• _Exercise directions_
Search the listing for "description" and copy every line where it appears.

• _Source information_
________________________________________
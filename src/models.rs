use chrono::{DateTime, Utc};
use mongodb::bson::oid::ObjectId;
use serde::{Deserialize, Serialize};

/// Sentinel genre label for books without one.
pub const OTHER_GENRE: &str = "Other";

#[derive(Debug, Serialize, Deserialize, Clone)]
pub struct Book {
    #[serde(rename = "_id", skip_serializing_if = "Option::is_none")]
    pub id: Option<ObjectId>,
    pub title: String,
    pub author: String,
    pub cover_url: Option<String>,       // external URL, or /static/uploads/... once cached
    pub genre: Option<String>,
    pub description: Option<String>,
    pub publisher: Option<String>,
    pub pages: Option<i32>,
    #[serde(with = "mongodb::bson::serde_helpers::chrono_datetime_as_bson_datetime")]
    pub created_at: DateTime<Utc>,       // set at insert, immutable
}

#[derive(Debug, Serialize, Deserialize, Clone, Copy, PartialEq, Eq)]
#[serde(rename_all = "lowercase")]
pub enum ReviewStatus {
    Pending,
    Approved,
    Rejected,
}

#[derive(Debug, Serialize, Deserialize, Clone)]
pub struct Review {
    #[serde(rename = "_id", skip_serializing_if = "Option::is_none")]
    pub id: Option<ObjectId>,
    pub book_id: ObjectId,   // relación N:1 con Book
    pub rating: i32,         // 1..5
    pub text: String,
    pub status: ReviewStatus,
    #[serde(with = "mongodb::bson::serde_helpers::chrono_datetime_as_bson_datetime")]
    pub created_at: DateTime<Utc>,
}

#[derive(Debug, Serialize, Deserialize, Clone)]
pub struct Bookmark {
    #[serde(rename = "_id", skip_serializing_if = "Option::is_none")]
    pub id: Option<ObjectId>,
    pub book_id: ObjectId,
    pub user_id: ObjectId,
    #[serde(with = "mongodb::bson::serde_helpers::chrono_datetime_as_bson_datetime")]
    pub created_at: DateTime<Utc>,
}

/// Lo que reciben las plantillas por cada libro de una lista.
#[derive(Debug, Serialize, Clone)]
pub struct BookCard {
    pub id: String,
    pub title: String,
    pub author: String,
    pub cover_url: Option<String>,
    pub genre: String,
    pub description: String,
}

impl From<&Book> for BookCard {
    fn from(b: &Book) -> Self {
        BookCard {
            id: b.id.map(|id| id.to_hex()).unwrap_or_default(),
            title: b.title.clone(),
            author: b.author.clone(),
            cover_url: b.cover_url.clone(),
            genre: b.genre.clone().unwrap_or_else(|| OTHER_GENRE.into()),
            description: b.description.clone().unwrap_or_default(),
        }
    }
}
________________________________________
• _Result of this task_
    pub description: Option<String>,
    pub description: String,
            description: b.description.clone().unwrap_or_default(),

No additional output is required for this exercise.